I think it is too early to provide a definite answer. Theatre history may have been littered with unforeseen crises and interruptions, yet this seems to be probably the worst of all. This crisis for theatre is, in the over-used term that has become synonymous with the pandemic: “unprecedented.”

Brecht is certainly right when he says that “new times require new forms of theatre.” Time will tell what these forms will be. Time will tell whether situations like this breed revolution. And if so, what kind of revolution?

Time will tell whether theatre can be everything and still be called “Theatre”; whether the absence of the live clap of “our good hands,” as Shakespeare writes in his Tempest, will affect Prospero’s release from his “bands:

Now my charms are all o’erthrown,
And what strength I have’s mine own,
Which is most faint:
[….]
But release me from my bands
With the help of your good hands:
Gentle breath of yours my sails
Must fill, or else my project fails,
Which was to please.
[….]
Let your indulgence set me free.

While we wait for time’s verdict, Critical Stages has invited members of the International Association of Theatre Critics (IATC) to share with us their brief, very early thoughts, and give us a taste of the impact of the pandemic upon the theatre community and of what official measures (if any) were taken in relation to theatre, in their respective countries.

Given the complexity of the issue and the need for further reflection and in-depth analysis, we will devote one of the “Special Topics” of the next issue #22 (Dec. 2020) to COVID-19 and theatre.
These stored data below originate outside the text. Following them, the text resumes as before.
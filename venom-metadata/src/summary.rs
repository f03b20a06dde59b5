// Copyright (c) The venom-explorer Contributors
// SPDX-License-Identifier: MIT OR Apache-2.0

use camino::Utf8PathBuf;
use serde::{Deserialize, Serialize};

/// Root of the output of `venom-explorer list --message-format json`.
#[derive(Clone, Debug, Default, Deserialize, Serialize, PartialEq, Eq)]
#[serde(rename_all = "kebab-case")]
pub struct TestTreeSummary {
    /// The top-level nodes: one group per workspace folder, plus files outside any workspace.
    pub roots: Vec<TestNodeSummary>,
}

impl TestTreeSummary {
    /// Iterates over every file node in the tree, depth-first.
    pub fn files(&self) -> impl Iterator<Item = &TestNodeSummary> + '_ {
        let mut stack: Vec<&TestNodeSummary> = self.roots.iter().rev().collect();
        std::iter::from_fn(move || {
            while let Some(node) = stack.pop() {
                match node.kind {
                    TestNodeKind::File => return Some(node),
                    TestNodeKind::Group => stack.extend(node.children.iter().rev()),
                }
            }
            None
        })
    }
}

/// A node in a [`TestTreeSummary`].
#[derive(Clone, Debug, Deserialize, Serialize, PartialEq, Eq)]
#[serde(rename_all = "kebab-case")]
pub struct TestNodeSummary {
    /// The stable identifier of the node.
    pub id: String,

    /// The label shown for the node.
    pub label: String,

    /// Whether this node is a directory group or a test suite file.
    pub kind: TestNodeKind,

    /// The path of a file node.
    #[serde(default, skip_serializing_if = "Option::is_none")]
    pub path: Option<Utf8PathBuf>,

    /// The suite name declared by a file node.
    #[serde(default, skip_serializing_if = "Option::is_none")]
    pub description: Option<String>,

    /// The number of test cases declared by a file node.
    #[serde(default, skip_serializing_if = "Option::is_none")]
    pub testcase_count: Option<usize>,

    /// Child nodes of a group.
    #[serde(default, skip_serializing_if = "Vec::is_empty")]
    pub children: Vec<TestNodeSummary>,
}

/// The kind of a [`TestNodeSummary`].
#[derive(Clone, Copy, Debug, Deserialize, Serialize, PartialEq, Eq)]
#[serde(rename_all = "kebab-case")]
pub enum TestNodeKind {
    /// A workspace folder or a nested directory.
    Group,
    /// A test suite file.
    File,
}

/// Root of the output of `venom-explorer run --message-format json`.
#[derive(Clone, Debug, Default, Deserialize, Serialize, PartialEq, Eq)]
#[serde(rename_all = "kebab-case")]
pub struct RunSummary {
    /// Per-file results, in execution order.
    pub files: Vec<FileRunSummary>,

    /// True if the run stopped before every selected file ran.
    pub cancelled: bool,

    /// True if the run was aborted because venom was unavailable.
    pub aborted: bool,
}

/// The result of running a single test suite file.
#[derive(Clone, Debug, Deserialize, Serialize, PartialEq, Eq)]
#[serde(rename_all = "kebab-case")]
pub struct FileRunSummary {
    /// The path of the test suite file.
    pub path: Utf8PathBuf,

    /// The terminal state of the file.
    pub status: FileRunStatus,

    /// Elapsed wall-clock time in milliseconds.
    pub duration_ms: u64,

    /// Messages attached to the terminal state: failures first, then errors.
    #[serde(default, skip_serializing_if = "Vec::is_empty")]
    pub messages: Vec<TestMessageSummary>,

    /// Output produced while running the file, one block at a time: the working directory and
    /// command lines, then venom's stdout and stderr.
    #[serde(default, skip_serializing_if = "Vec::is_empty")]
    pub output: Vec<String>,
}

/// The terminal state of a [`FileRunSummary`].
#[derive(Clone, Copy, Debug, Deserialize, Serialize, PartialEq, Eq)]
#[serde(rename_all = "kebab-case")]
pub enum FileRunStatus {
    /// No failures and no errors.
    Passed,
    /// One or more assertion failures.
    Failed,
    /// One or more execution errors, and no assertion failures.
    Errored,
}

/// A message attached to a [`FileRunSummary`].
#[derive(Clone, Debug, Deserialize, Serialize, PartialEq, Eq)]
#[serde(rename_all = "kebab-case")]
pub struct TestMessageSummary {
    /// The message, stripped of terminal escapes.
    pub message: String,

    /// The expected value of a diff message.
    #[serde(default, skip_serializing_if = "Option::is_none")]
    pub expected: Option<String>,

    /// The actual value of a diff message.
    #[serde(default, skip_serializing_if = "Option::is_none")]
    pub actual: Option<String>,

    /// The highlighted range within the test suite file.
    #[serde(default, skip_serializing_if = "Option::is_none")]
    pub location: Option<RangeSummary>,
}

/// A 0-based range within a file.
#[derive(Clone, Copy, Debug, Deserialize, Serialize, PartialEq, Eq)]
#[serde(rename_all = "kebab-case")]
pub struct RangeSummary {
    /// Start line, 0-based.
    pub start_line: usize,
    /// Start column, 0-based.
    pub start_column: usize,
    /// End line, 0-based.
    pub end_line: usize,
    /// End column, 0-based.
    pub end_column: usize,
}

#[cfg(test)]
mod tests {
    use super::*;

    fn file(id: &str) -> TestNodeSummary {
        TestNodeSummary {
            id: id.to_owned(),
            label: id.to_owned(),
            kind: TestNodeKind::File,
            path: Some(id.into()),
            description: None,
            testcase_count: Some(1),
            children: vec![],
        }
    }

    fn group(id: &str, children: Vec<TestNodeSummary>) -> TestNodeSummary {
        TestNodeSummary {
            id: id.to_owned(),
            label: id.to_owned(),
            kind: TestNodeKind::Group,
            path: None,
            description: None,
            testcase_count: None,
            children,
        }
    }

    #[test]
    fn files_depth_first() {
        let summary = TestTreeSummary {
            roots: vec![
                group("ws", vec![group("ws/a", vec![file("a1"), file("a2")]), file("w1")]),
                file("loose"),
            ],
        };
        let ids: Vec<_> = summary.files().map(|node| node.id.as_str()).collect();
        assert_eq!(ids, ["a1", "a2", "w1", "loose"]);
    }

    #[test]
    fn run_summary_kebab_case() {
        let summary = RunSummary {
            files: vec![FileRunSummary {
                path: "a.venom.yml".into(),
                status: FileRunStatus::Passed,
                duration_ms: 12,
                messages: vec![],
                output: vec!["Working directory: /ws".to_owned()],
            }],
            cancelled: false,
            aborted: false,
        };
        let json = serde_json::to_value(&summary).unwrap();
        assert_eq!(json["files"][0]["duration-ms"], 12);
        assert_eq!(json["files"][0]["status"], "passed");
        assert_eq!(json["files"][0]["output"][0], "Working directory: /ws");
        assert!(json["files"][0].get("messages").is_none());
    }
}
That edition of the journal will carry longer and more researched essays which will reflect upon the state of criticism, theatre, festivals, and so on, in the aftermath of the pandemic.

For now, however, we hope that you will find the following briefings (all of which were written in the second half of April and first half of May 2020, and which appear in alphabetical order) to be useful and illuminating.

The only exception to this “album” of brief essays is “Theatre and Epidemics: An Age-Old Link,” written by Dr Maria Ristani; a most enlightening survey of how theatre dealt with similar crises in the past, starting with Oedipus disease story. The closing remarks of  Ristani’s essay can also be the closing remarks of this introduction: “To speak of theatre in times of plague is, perhaps, to speak of no theatre; it is also, however, to speak of dormant theatre, one that, pregnant with silence, awaits eruptive release (as all bottled-up activity always does) in new powers and possibilities.” 


*Savas Patsalidis, Professor of theatre and performance history and theory at Aristotle University and at the Drama School of the National Theatre of Northern Greece. He is the author of fourteen books on theatre and performance criticism/theory and co-editor of another thirteen. His two-volume study, Theatre, Society, Nation (2010), was awarded first prize for best theatre study of the year. He is currently the president of the Hellenic Association of Theatre and Performing Arts Critics, member of the curators’ team of  Forest Festival  (National Theatre of Northern Greece) and the editor-in-chief of Critical Stages/Scènes critiques, the journal of the International Association of Theatre Critics.